MIAMI – Yadilka Aramboles eyes her three young children playing on the sidewalk and sees college in their future even though her husband’s modest accountant’s income barely covers the family’s most basic expenses.

“The situation is bad now, but I have faith that this is going to change,” says the 32-year-old from the Dominican Republic. “For me and my children, I aspire to something more.”

Aramboles’ feelings and hopes for tomorrow, tempered by daily doses of financial stress, are a familiar blend for Hispanics in the United States, according to an Associated Press-Univision poll of more than 1,500 Latinos. But the survey of the nation’s largest and fastest-growing minority also shows a resounding diversity, with views and experiences varying between immigrants and the U.S.-born.

The survey was conducted as America’s 47 million Hispanics face acute economic and political pressures.
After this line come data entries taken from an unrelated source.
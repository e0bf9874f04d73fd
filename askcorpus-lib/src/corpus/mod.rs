//! Corpus ingestion: raw JSON records into searchable documents
//!
//! Two corpus shapes are understood:
//! - Flat: a top-level array, one record (object) per element. Course
//!   catalogs look like this.
//! - Keyed: a top-level object keyed by entity. Each entity is either a
//!   per-period mapping (season-keyed sports stats), a plain record, or a
//!   scalar value.
//!
//! # Usage
//!
//! ```ignore
//! use askcorpus_lib::corpus::{JsonFileSource, Normalizer, NormalizeOptions};
//!
//! let source = JsonFileSource::new("courses_en.json");
//! let normalizer = Normalizer::new(NormalizeOptions::default());
//! let documents = normalizer.ingest(&source)?;
//! ```

use std::collections::BTreeMap;
use std::path::Path;

use serde::{Deserialize, Serialize};
use serde_json::{Map, Value};
use tracing::{info, warn};

use crate::{Error, Result};

/// Longest string value (in chars) kept in document metadata.
pub const MAX_METADATA_CHARS: usize = 512;

/// Collection name used when a source path has no usable file stem.
pub const DEFAULT_COLLECTION: &str = "rag_documents";

/// The atomic retrievable unit.
#[derive(Debug, Clone, Serialize, Deserialize, PartialEq)]
pub struct Document {
    /// Identifier, unique within a collection
    pub id: String,
    /// Flattened text that gets embedded and handed to the model as context
    pub text: String,
    /// Small set of scalar fields describing the source record
    pub metadata: Metadata,
}

/// A scalar metadata value.
#[derive(Debug, Clone, Serialize, Deserialize, PartialEq)]
#[serde(untagged)]
pub enum MetaValue {
    Bool(bool),
    Int(i64),
    Float(f64),
    Str(String),
}

impl MetaValue {
    /// Convert a JSON value, serializing arrays and objects to compact text.
    /// `null` has no metadata form.
    #[must_use]
    pub fn from_json(value: &Value) -> Option<Self> {
        match value {
            Value::Null => None,
            Value::Bool(b) => Some(Self::Bool(*b)),
            Value::Number(n) => Some(match n.as_i64() {
                Some(i) => Self::Int(i),
                None => Self::Float(n.as_f64().unwrap_or_default()),
            }),
            Value::String(s) => Some(Self::Str(s.clone())),
            Value::Array(_) | Value::Object(_) => Some(Self::Str(value.to_string())),
        }
    }

    #[must_use]
    pub fn as_str(&self) -> Option<&str> {
        match self {
            Self::Str(s) => Some(s),
            _ => None,
        }
    }
}

impl std::fmt::Display for MetaValue {
    fn fmt(&self, f: &mut std::fmt::Formatter<'_>) -> std::fmt::Result {
        match self {
            Self::Bool(b) => write!(f, "{b}"),
            Self::Int(i) => write!(f, "{i}"),
            Self::Float(x) => write!(f, "{x}"),
            Self::Str(s) => f.write_str(s),
        }
    }
}

impl From<&str> for MetaValue {
    fn from(s: &str) -> Self {
        Self::Str(s.to_string())
    }
}

impl From<String> for MetaValue {
    fn from(s: String) -> Self {
        Self::Str(s)
    }
}

impl From<i64> for MetaValue {
    fn from(i: i64) -> Self {
        Self::Int(i)
    }
}

impl From<usize> for MetaValue {
    fn from(i: usize) -> Self {
        Self::Int(i64::try_from(i).unwrap_or(i64::MAX))
    }
}

impl From<f64> for MetaValue {
    fn from(x: f64) -> Self {
        Self::Float(x)
    }
}

/// Document metadata. Values are scalars; strings are capped at
/// [`MAX_METADATA_CHARS`] on insertion.
#[derive(Debug, Clone, Default, Serialize, Deserialize, PartialEq)]
#[serde(transparent)]
pub struct Metadata(BTreeMap<String, MetaValue>);

impl Metadata {
    #[must_use]
    pub fn new() -> Self {
        Self::default()
    }

    pub fn insert(&mut self, key: impl Into<String>, value: impl Into<MetaValue>) {
        let value = match value.into() {
            MetaValue::Str(s) => MetaValue::Str(truncate_chars(s, MAX_METADATA_CHARS)),
            other => other,
        };
        self.0.insert(key.into(), value);
    }

    /// Insert a JSON value, skipping `null`.
    pub fn insert_json(&mut self, key: impl Into<String>, value: &Value) {
        if let Some(v) = MetaValue::from_json(value) {
            self.insert(key, v);
        }
    }

    #[must_use]
    pub fn get(&self, key: &str) -> Option<&MetaValue> {
        self.0.get(key)
    }

    #[must_use]
    pub fn len(&self) -> usize {
        self.0.len()
    }

    #[must_use]
    pub fn is_empty(&self) -> bool {
        self.0.is_empty()
    }

    pub fn iter(&self) -> impl Iterator<Item = (&String, &MetaValue)> {
        self.0.iter()
    }
}

fn truncate_chars(s: String, max: usize) -> String {
    match s.char_indices().nth(max) {
        Some((cut, _)) => {
            let mut t = s[..cut].to_string();
            t.push('…');
            t
        }
        None => s,
    }
}

/// Top-level shape of a parsed corpus, decided once at load time.
#[derive(Debug, Clone, PartialEq)]
pub enum CorpusShape {
    /// Array of records
    Flat(Vec<Value>),
    /// Entity id to record, per-period mapping, or scalar
    Keyed(Map<String, Value>),
}

impl CorpusShape {
    /// Classify a parsed JSON document.
    ///
    /// # Errors
    /// Returns [`Error::CorpusFormat`] if the top level is neither an array
    /// nor an object.
    pub fn from_value(value: Value) -> Result<Self> {
        match value {
            Value::Array(items) => Ok(Self::Flat(items)),
            Value::Object(map) => Ok(Self::Keyed(map)),
            other => Err(Error::CorpusFormat(format!(
                "expected a JSON array or object at the top level, found {}",
                json_type_name(&other)
            ))),
        }
    }

    #[must_use]
    pub fn len(&self) -> usize {
        match self {
            Self::Flat(items) => items.len(),
            Self::Keyed(map) => map.len(),
        }
    }

    #[must_use]
    pub fn is_empty(&self) -> bool {
        self.len() == 0
    }
}

fn json_type_name(value: &Value) -> &'static str {
    match value {
        Value::Null => "null",
        Value::Bool(_) => "a boolean",
        Value::Number(_) => "a number",
        Value::String(_) => "a string",
        Value::Array(_) => "an array",
        Value::Object(_) => "an object",
    }
}

/// Anything that can produce a raw corpus.
pub trait CorpusSource: Send + Sync {
    /// Name of the index collection this corpus is stored under.
    ///
    /// Must be stable for the same source so re-ingestion reuses the
    /// same collection.
    fn collection_id(&self) -> String;

    /// Load and classify the raw corpus.
    fn load(&self) -> Result<CorpusShape>;
}

/// Derive a collection name from a corpus file path: its base name without
/// extension. `data/courses_en.json` becomes `courses_en`.
#[must_use]
pub fn collection_id_for(path: &Path) -> String {
    path.file_stem()
        .map(|stem| stem.to_string_lossy().into_owned())
        .filter(|stem| !stem.is_empty())
        .unwrap_or_else(|| DEFAULT_COLLECTION.to_string())
}

/// Settings that shape how records become documents.
#[derive(Debug, Clone)]
pub struct NormalizeOptions {
    /// Flat-mode fields emitted first, in this order
    pub priority_fields: Vec<String>,
    /// Flat-mode fields copied into metadata when present
    pub promoted_fields: Vec<String>,
    /// Rendering rules for season-keyed entities
    pub profile: KeyedProfile,
}

impl Default for NormalizeOptions {
    fn default() -> Self {
        Self {
            priority_fields: ["name", "content", "what_you_learn", "skills", "category"]
                .into_iter()
                .map(String::from)
                .collect(),
            promoted_fields: ["name", "category", "url"]
                .into_iter()
                .map(String::from)
                .collect(),
            profile: KeyedProfile::default(),
        }
    }
}

/// Turns raw corpora into [`Document`]s.
#[derive(Debug, Clone, Default)]
pub struct Normalizer {
    options: NormalizeOptions,
}

impl Normalizer {
    #[must_use]
    pub fn new(options: NormalizeOptions) -> Self {
        Self { options }
    }

    #[must_use]
    pub fn options(&self) -> &NormalizeOptions {
        &self.options
    }

    /// Normalize an already-classified corpus.
    ///
    /// Document ids are `<collection>:<ordinal>` in emission order.
    #[must_use]
    pub fn normalize(&self, shape: CorpusShape, collection: &str) -> Vec<Document> {
        let mut documents = match shape {
            CorpusShape::Flat(items) => {
                info!(collection, records = items.len(), "normalizing flat corpus");
                normalize_flat(&items, collection, &self.options)
            }
            CorpusShape::Keyed(map) => {
                info!(collection, entities = map.len(), "normalizing keyed corpus");
                normalize_keyed(&map, collection, &self.options.profile)
            }
        };

        for (i, doc) in documents.iter_mut().enumerate() {
            doc.id = format!("{collection}:{i}");
        }
        documents
    }

    /// Load a source and normalize it.
    ///
    /// A missing source is not fatal here: it is logged and yields an empty
    /// corpus, leaving the caller to decide whether that is acceptable.
    ///
    /// # Errors
    /// Parse and format errors abort ingestion; no partial corpus is returned.
    pub fn ingest(&self, source: &dyn CorpusSource) -> Result<Vec<Document>> {
        let collection = source.collection_id();
        let shape = match source.load() {
            Ok(shape) => shape,
            Err(Error::CorpusNotFound(path)) => {
                warn!(collection, path = %path.display(), "corpus file not found, corpus is empty");
                return Ok(Vec::new());
            }
            Err(e) => return Err(e),
        };

        let documents = self.normalize(shape, &collection);
        info!(collection, documents = documents.len(), "corpus normalized");
        Ok(documents)
    }
}

/// Render a JSON value as it appears after `field: ` in document text.
///
/// Strings are raw, arrays are joined with `, `, objects are compact JSON.
/// Returns `None` for values that carry nothing (`null`, blank strings,
/// empty arrays and objects).
pub(crate) fn render_value(value: &Value) -> Option<String> {
    match value {
        Value::Null => None,
        Value::String(s) if s.trim().is_empty() => None,
        Value::String(s) => Some(s.clone()),
        Value::Array(items) if items.is_empty() => None,
        Value::Array(items) => Some(
            items
                .iter()
                .map(|item| match item {
                    Value::String(s) => s.clone(),
                    other => other.to_string(),
                })
                .collect::<Vec<_>>()
                .join(", "),
        ),
        Value::Object(map) if map.is_empty() => None,
        other => Some(other.to_string()),
    }
}

mod flat;
mod keyed;
mod parse;
mod source;

pub use flat::*;
pub use keyed::*;
pub use parse::*;
pub use source::*;

#[cfg(test)]
mod tests {
    use super::*;
    use serde_json::json;

    #[test]
    fn test_collection_id_from_file_stem() {
        assert_eq!(collection_id_for(Path::new("/data/courses_en.json")), "courses_en");
        assert_eq!(
            collection_id_for(Path::new("All_Player_Stat_Season_wise_2016_to_2025.json")),
            "All_Player_Stat_Season_wise_2016_to_2025"
        );
        assert_eq!(collection_id_for(Path::new("/")), DEFAULT_COLLECTION);
    }

    #[test]
    fn test_different_files_different_collections() {
        assert_ne!(
            collection_id_for(Path::new("a/courses.json")),
            collection_id_for(Path::new("a/players.json"))
        );
    }

    #[test]
    fn test_shape_detection() {
        assert!(matches!(CorpusShape::from_value(json!([])), Ok(CorpusShape::Flat(_))));
        assert!(matches!(CorpusShape::from_value(json!({})), Ok(CorpusShape::Keyed(_))));
        assert!(matches!(
            CorpusShape::from_value(json!("just a string")),
            Err(Error::CorpusFormat(_))
        ));
        assert!(matches!(CorpusShape::from_value(json!(3)), Err(Error::CorpusFormat(_))));
    }

    #[test]
    fn test_metadata_truncates_long_strings() {
        let mut meta = Metadata::new();
        meta.insert("long", "é".repeat(MAX_METADATA_CHARS + 10));
        let value = meta.get("long").and_then(MetaValue::as_str).unwrap();
        assert_eq!(value.chars().count(), MAX_METADATA_CHARS + 1);
        assert!(value.ends_with('…'));
    }

    #[test]
    fn test_metadata_short_strings_untouched() {
        let mut meta = Metadata::new();
        meta.insert("name", "Rust 101");
        assert_eq!(meta.get("name"), Some(&MetaValue::Str("Rust 101".into())));
    }

    #[test]
    fn test_meta_value_from_json() {
        assert_eq!(MetaValue::from_json(&json!(null)), None);
        assert_eq!(MetaValue::from_json(&json!(7)), Some(MetaValue::Int(7)));
        assert_eq!(MetaValue::from_json(&json!(1.5)), Some(MetaValue::Float(1.5)));
        assert_eq!(
            MetaValue::from_json(&json!({"a": 1})),
            Some(MetaValue::Str(r#"{"a":1}"#.into()))
        );
    }

    #[test]
    fn test_metadata_serializes_flat() {
        let mut meta = Metadata::new();
        meta.insert("index", 3usize);
        meta.insert("source", "courses");
        let text = serde_json::to_string(&meta).unwrap();
        assert_eq!(text, r#"{"index":3,"source":"courses"}"#);
        let back: Metadata = serde_json::from_str(&text).unwrap();
        assert_eq!(back, meta);
    }

    #[test]
    fn test_render_value() {
        assert_eq!(render_value(&json!(null)), None);
        assert_eq!(render_value(&json!("  ")), None);
        assert_eq!(render_value(&json!([])), None);
        assert_eq!(render_value(&json!(["a", "b", 3])), Some("a, b, 3".into()));
        assert_eq!(render_value(&json!({"h": 2})), Some(r#"{"h":2}"#.into()));
        assert_eq!(render_value(&json!(false)), Some("false".into()));
    }

    #[test]
    fn test_normalize_assigns_ids() {
        let normalizer = Normalizer::default();
        let shape = CorpusShape::Flat(vec![json!({"name": "a"}), json!({"name": "b"})]);
        let docs = normalizer.normalize(shape, "courses");
        let ids: Vec<_> = docs.iter().map(|d| d.id.as_str()).collect();
        assert_eq!(ids, ["courses:0", "courses:1"]);
    }
}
The recession that erased millions of jobs has taken an especially heavy toll on Latinos, whose average income is lower than many other groups. And the Hispanic community has been jolted by election-season debate over the country’s estimated 11 million illegal immigrants, a debate that has increased in intensity following Arizona’s enactment of a law that requires police, while enforcing other laws, to question a person’s immigration status if officers have a reasonable suspicion he or she is in the country illegally.

About three-quarters of the nation’s illegal immigrants are Hispanic, according to the nonpartisan Pew Hispanic Center.

The poll, also sponsored by The Nielsen Company and Stanford University, shows that Hispanics have complex beliefs about how best to fit into America.